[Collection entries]
----------

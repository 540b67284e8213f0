use std::fmt;

use bitflags::bitflags;
use veil_common::Rect2D;

/// Raw driver object name. Zero is never a live object.
pub type GlName = u32;

// =============================================================================
// Driver enums
// =============================================================================

#[derive(Debug, Clone, Copy, PartialEq, Eq, Hash)]
pub enum ObjectKind {
    Texture,
    Sampler,
    Renderbuffer,
    Framebuffer,
    Program,
    Shader,
    VertexArray,
}

#[derive(Debug, Clone, Copy, PartialEq, Eq, Hash)]
pub enum ShaderStage {
    Vertex,
    Fragment,
    Geometry,
}

impl fmt::Display for ShaderStage {
    fn fmt(&self, f: &mut fmt::Formatter<'_>) -> fmt::Result {
        f.write_str(match self {
            Self::Vertex => "vertex",
            Self::Fragment => "fragment",
            Self::Geometry => "geometry",
        })
    }
}

/// Texture binding point.
#[derive(Debug, Clone, Copy, PartialEq, Eq, Hash)]
pub enum TextureTarget {
    Texture2D,
    Texture2DArray,
}

#[derive(Debug, Clone, Copy, PartialEq, Eq, Hash)]
pub enum TextureFormat {
    Rgba8,
    Rgba16F,
    R8,
    Depth24,
}

impl TextureFormat {
    pub fn is_depth(self) -> bool {
        matches!(self, Self::Depth24)
    }
}

#[derive(Debug, Clone, Copy, PartialEq, Eq, Hash)]
pub enum RenderbufferFormat {
    Depth24Stencil8,
}

#[derive(Debug, Clone, Copy, PartialEq, Eq, Hash)]
pub enum Filter {
    Nearest,
    Linear,
    LinearMipmapLinear,
}

#[derive(Debug, Clone, Copy, PartialEq, Eq, Hash)]
pub enum Wrap {
    ClampToEdge,
    Repeat,
    MirroredRepeat,
}

/// Texture or sampler parameter write.
#[derive(Debug, Clone, Copy, PartialEq, Eq, Hash)]
pub enum TextureParameter {
    MinFilter(Filter),
    MagFilter(Filter),
    WrapS(Wrap),
    WrapT(Wrap),
    MaxLevel(u32),
}

/// Framebuffer attachment point.
#[derive(Debug, Clone, Copy, PartialEq, Eq, Hash, PartialOrd, Ord)]
pub enum Attachment {
    Color(u32),
    Depth,
    DepthStencil,
}

#[derive(Debug, Clone, Copy, PartialEq, Eq, Hash)]
pub enum Capability {
    DepthTest,
    StencilTest,
    Blend,
    CullFace,
}

#[derive(Debug, Clone, Copy, PartialEq, Eq, Hash)]
pub enum CompareFunc {
    Never,
    Always,
    Equal,
    NotEqual,
    Less,
    LessEqual,
    Greater,
    GreaterEqual,
}

#[derive(Debug, Clone, Copy, PartialEq, Eq, Hash)]
pub enum StencilOp {
    Keep,
    Zero,
    Replace,
    Increment,
    Decrement,
    Invert,
}

#[derive(Debug, Clone, Copy, PartialEq, Eq, Hash)]
pub enum Primitive {
    Triangles,
    TriangleStrip,
}

#[derive(Debug, Clone, Copy, PartialEq, Eq, Hash)]
pub enum BlitFilter {
    Nearest,
    Linear,
}

#[derive(Debug, Clone, Copy, PartialEq, Eq, Hash)]
pub enum FramebufferStatus {
    Complete,
    /// Driver status enum for anything other than complete.
    Incomplete(u32),
}

bitflags! {
    /// Buffers affected by a clear.
    #[derive(Debug, Clone, Copy, PartialEq, Eq, Hash)]
    pub struct ClearMask: u32 {
        const COLOR = 1 << 0;
        const DEPTH = 1 << 1;
        const STENCIL = 1 << 2;
    }
}

// =============================================================================
// Reflection and uniform data
// =============================================================================

/// One entry of the driver's active-uniform list.
#[derive(Debug, Clone, PartialEq, Eq)]
pub struct ActiveUniform {
    /// Name as the driver reports it; arrays end in `[0]`.
    pub name: String,
    /// Array length, 1 for scalars.
    pub size: u32,
    /// GL type enum (`GL_FLOAT_VEC2`, `GL_SAMPLER_2D`, ...).
    pub utype: u32,
}

/// Value written to a uniform location.
#[derive(Debug, Clone, PartialEq)]
pub enum UniformValue {
    Float(f32),
    Int(i32),
    Vec2([f32; 2]),
    Vec3([f32; 3]),
    Vec4([f32; 4]),
    Mat4([f32; 16]),
    FloatArray(Vec<f32>),
    IntArray(Vec<i32>),
}

// =============================================================================
// GlBackend
// =============================================================================

/// Every driver entry point the renderer uses.
///
/// Calls map one-to-one onto OpenGL functions and take `&self`; the
/// renderer only ever drives the backend from the thread that owns the
/// context. Creation calls return [`Err`] with the driver's message when
/// the driver refuses to create an object.
pub trait GlBackend {
    // Limits
    fn max_texture_units(&self) -> u32;
    fn max_color_attachments(&self) -> u32;
    fn max_draw_buffers(&self) -> u32;

    // Objects
    fn create_object(&self, kind: ObjectKind) -> Result<GlName, String>;
    fn create_shader(&self, stage: ShaderStage) -> Result<GlName, String>;
    fn delete_object(&self, kind: ObjectKind, name: GlName);

    // Textures
    fn tex_storage_2d(
        &self,
        target: TextureTarget,
        levels: u32,
        format: TextureFormat,
        width: u32,
        height: u32,
    );
    fn tex_storage_3d(
        &self,
        target: TextureTarget,
        levels: u32,
        format: TextureFormat,
        width: u32,
        height: u32,
        depth: u32,
    );
    fn tex_parameter(&self, target: TextureTarget, parameter: TextureParameter);
    fn generate_mipmap(&self, target: TextureTarget);

    // Texture units
    fn active_texture(&self, unit: u32);
    fn bind_texture(&self, target: TextureTarget, texture: Option<GlName>);
    fn bind_sampler(&self, unit: u32, sampler: Option<GlName>);
    fn sampler_parameter(&self, sampler: GlName, parameter: TextureParameter);

    // Shaders and programs
    fn shader_source(&self, shader: GlName, source: &str);
    fn compile_shader(&self, shader: GlName);
    fn shader_compile_status(&self, shader: GlName) -> bool;
    fn shader_info_log(&self, shader: GlName) -> String;
    fn attach_shader(&self, program: GlName, shader: GlName);
    fn detach_shader(&self, program: GlName, shader: GlName);
    fn link_program(&self, program: GlName);
    fn program_link_status(&self, program: GlName) -> bool;
    fn program_info_log(&self, program: GlName) -> String;
    fn use_program(&self, program: Option<GlName>);
    fn active_uniforms(&self, program: GlName) -> Vec<ActiveUniform>;
    fn uniform_location(&self, program: GlName, name: &str) -> Option<u32>;
    fn set_uniform(&self, location: u32, value: &UniformValue);

    // Framebuffers
    fn bind_framebuffer(&self, framebuffer: Option<GlName>);
    fn framebuffer_texture(
        &self,
        attachment: Attachment,
        texture: Option<GlName>,
        level: u32,
        layer: Option<u32>,
    );
    fn framebuffer_renderbuffer(&self, attachment: Attachment, renderbuffer: Option<GlName>);
    /// Empty `slots` selects `GL_NONE`.
    fn draw_buffers(&self, slots: &[u32]);
    fn read_buffer(&self, slot: Option<u32>);
    fn blit_framebuffer(&self, src: Rect2D, dst: Rect2D, filter: BlitFilter);
    fn check_framebuffer_status(&self) -> FramebufferStatus;
    fn clear(&self, mask: ClearMask);
    fn viewport(&self, rect: Rect2D);

    // Renderbuffers
    fn bind_renderbuffer(&self, renderbuffer: Option<GlName>);
    fn renderbuffer_storage(&self, format: RenderbufferFormat, width: u32, height: u32);

    // Fixed-function state
    fn enable(&self, capability: Capability);
    fn disable(&self, capability: Capability);
    fn stencil_func(&self, func: CompareFunc, reference: i32, mask: u32);
    fn stencil_op(&self, stencil_fail: StencilOp, depth_fail: StencilOp, pass: StencilOp);
    fn stencil_mask(&self, mask: u32);
    fn color_mask(&self, r: bool, g: bool, b: bool, a: bool);

    // Drawing
    fn bind_vertex_array(&self, vertex_array: Option<GlName>);
    fn draw_arrays(&self, primitive: Primitive, first: u32, count: u32);
}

----------

### PROBLEM DETAILS:
Above are the records; from them, give again exactly the lines from the one containing "fn bind_sampler(&self, unit: u32, sampler: Option<GlName>);" to the one containing "fn shader_compile_status(&self, shader: GlName)", both lines included, and nothing more.

### SOLUTION FOR THIS TASK:
    fn bind_sampler(&self, unit: u32, sampler: Option<GlName>);
    fn sampler_parameter(&self, sampler: GlName, parameter: TextureParameter);

    // Shaders and programs
    fn shader_source(&self, shader: GlName, source: &str);
    fn compile_shader(&self, shader: GlName);
    fn shader_compile_status(&self, shader: GlName) -> bool;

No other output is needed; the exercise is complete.